Boston, Massachusetts, was likewise ordered in 1974 to begin busing to correct racially segregated schools. But white Boston parents reacted with months of protests and sometimes violence. Thousands of white parents withdrew their children from the public schools and sent them to private or parochial schools, and thousands of white families moved to the suburbs, out of the Boston school district.
Even Black leaders had mixed opinions on whether school busing was a good way to integrate education. In any case, during the 1990s, the courts decided that busing for integration was no longer necessary. School districts that had been ordered to integrate schools by busing were released from such plans.
By now Joe and Jill had been going out for about two years. Joe still wanted to marry Jill, but he thought it was time for her to say yes or no. He told her that he was leaving on a Senate trip to South Africa. By the time he returned, ten days later, he and his sons would need an answer.
Joe wanted to marry Jill so much that he was willing to give up his promising political career. He’d decided that if Jill ag
reed to become his wife and Beau and Hunter’s mother, he would not run for reelection in 1978.
But when Joe came back from South Africa, Jill wouldn’t let him make that sacrifice. “If I denied you your dream,” she explained to him later, “I would not be marrying the man I fell in love with.” She’d decided she wanted to marry Joe so much, she was willing to become a politician’s wife.
Joe’s brothers, Jimmy and Frank, took Jill out privately and warned her that Joe had even bigger political ambitions than she knew. Joe, with the backing of his whole family, intended that one day he would become the president of the United States.
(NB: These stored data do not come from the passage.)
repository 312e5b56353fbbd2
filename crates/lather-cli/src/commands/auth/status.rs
use lather_auth::api_key::{self, KeySource};
use serde::Serialize;

use crate::cli::GlobalFlags;
use crate::context::AppContext;
use crate::output::output;

#[derive(Serialize)]
struct AuthStatusResponse {
    logged_in: bool,
    email: Option<String>,
    api_key_source: Option<&'static str>,
    note: Option<String>,
}

pub fn handle(ctx: &AppContext, flags: &GlobalFlags) -> anyhow::Result<()> {
    let email = ctx.credentials.current_identity()?;

    let api_key_source = api_key::detect_source(&ctx.data_dir)
        .map(KeySource::as_str)
        .or_else(|| ctx.config.vision.is_configured().then_some("config"));

    let note = api_key_source.is_none().then(|| {
        "no vision API key; run `lather auth set-api-key <key>` or set LATHER_VISION__API_KEY"
            .to_string()
    });

    output(
        &AuthStatusResponse {
            logged_in: email.is_some(),
            email,
            api_key_source,
            note,
        },
        flags.format,
    )
}
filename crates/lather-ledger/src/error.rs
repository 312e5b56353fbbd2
use lather_core::CoreError;
use lather_store::StorageError;
use thiserror::Error;

/// Errors from ledger operations.
#[derive(Debug, Error)]
pub enum LedgerError {
    /// Reading or persisting the ledger failed. No retry is attempted.
    #[error("ledger storage error: {0}")]
    Storage(#[from] StorageError),

    /// A calendar argument was out of range.
    #[error(transparent)]
    Calendar(#[from] CoreError),
}
use std::fmt;

use serde::{Deserialize, Serialize};

/// Outcome of classifying one photo.
///
/// Failures are carried separately as the classifier's error type, so a
/// full classification result is `Result<Verdict, ClassifierError>`.
#[derive(Debug, Clone, Copy, PartialEq, Eq, Hash, Serialize, Deserialize)]
#[serde(rename_all = "snake_case")]
pub enum Verdict {
    /// The photo shows the activity; today has been recorded.
    Positive,
    /// The photo does not show the activity; nothing was recorded.
    Negative,
}

impl Verdict {
    #[must_use]
    pub const fn as_str(self) -> &'static str {
        match self {
            Self::Positive => "positive",
            Self::Negative => "negative",
        }
    }

    /// The answer wording the classifier prompt asks for.
    #[must_use]
    pub const fn label(self) -> &'static str {
        match self {
            Self::Positive => "Showered",
            Self::Negative => "Not Showered",
        }
    }

    #[must_use]
    pub const fn is_positive(self) -> bool {
        matches!(self, Self::Positive)
    }
}

impl fmt::Display for Verdict {
    fn fmt(&self, f: &mut fmt::Formatter<'_>) -> fmt::Result {
        f.write_str(self.as_str())
    }
}
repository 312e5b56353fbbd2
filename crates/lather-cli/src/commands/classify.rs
use anyhow::Context;
use lather_core::Day;
use serde::Serialize;

use crate::cli::GlobalFlags;
use crate::cli::root_commands::ClassifyArgs;
use crate::context::AppContext;
use crate::output::output;

#[derive(Serialize)]
struct ClassifyResponse {
    photo: String,
    verdict: &'static str,
    showered: bool,
    /// Today, when the verdict put it in the ledger.
    recorded: Option<Day>,
    this_month: usize,
}

/// Handle `lather classify <photo>`.
pub async fn handle(args: &ClassifyArgs, ctx: &AppContext, flags: &GlobalFlags) -> anyhow::Result<()> {
    let raw = tokio::fs::read(&args.photo)
        .await
        .with_context(|| format!("failed to read photo {}", args.photo.display()))?;

    let classifier = ctx.classifier()?;
    let verdict = classifier
        .classify(raw)
        .await
        .with_context(|| format!("could not classify {}", args.photo.display()))?;

    let today = ctx.ledger.today();
    let response = ClassifyResponse {
        photo: args.photo.display().to_string(),
        verdict: verdict.label(),
        showered: verdict.is_positive(),
        recorded: verdict.is_positive().then_some(today),
        this_month: ctx.ledger.count_in_month(today.year(), today.month())?,
    };
    output(&response, flags.format)
}
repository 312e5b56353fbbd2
mod app_context;
mod config_warnings;

pub use app_context::AppContext;
pub use config_warnings::warn_unconfigured;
Jill listened, but she didn’t take this information too seriously at the time.
On June 17, 1977, Jill Jacobs married Joe Biden at the United Nations Chapel in New York City. It was a Catholic ceremony. Beau and Hunter, ages eight and seven, stood beside the bride and groom at the altar. Compared with most Biden gatherings, the wedding was small, just family and close friends.
After the luncheon reception, Joe and Jill Biden—and their two sons—went off on their honeymoon. The four Bidens saw the Broadway musical Annie and ate hamburgers at Blimpie’s restaurant. Back at their hotel, Joe and Jill let the boys choose between the two hotel rooms they’d reserved. As Beau told it years later, the boys picked the honeymoon suite for themselves.
More seriously, Beau said how lucky he felt that Jill had come into their life. “Led by my mom as much as my dad, we rebuilt our family.”
As for the boys’ aunt Valerie, her commitment to mothering the boys for more than four years was now complete. She and her husband, Jack Owens, moved out of the Station to a house of their own.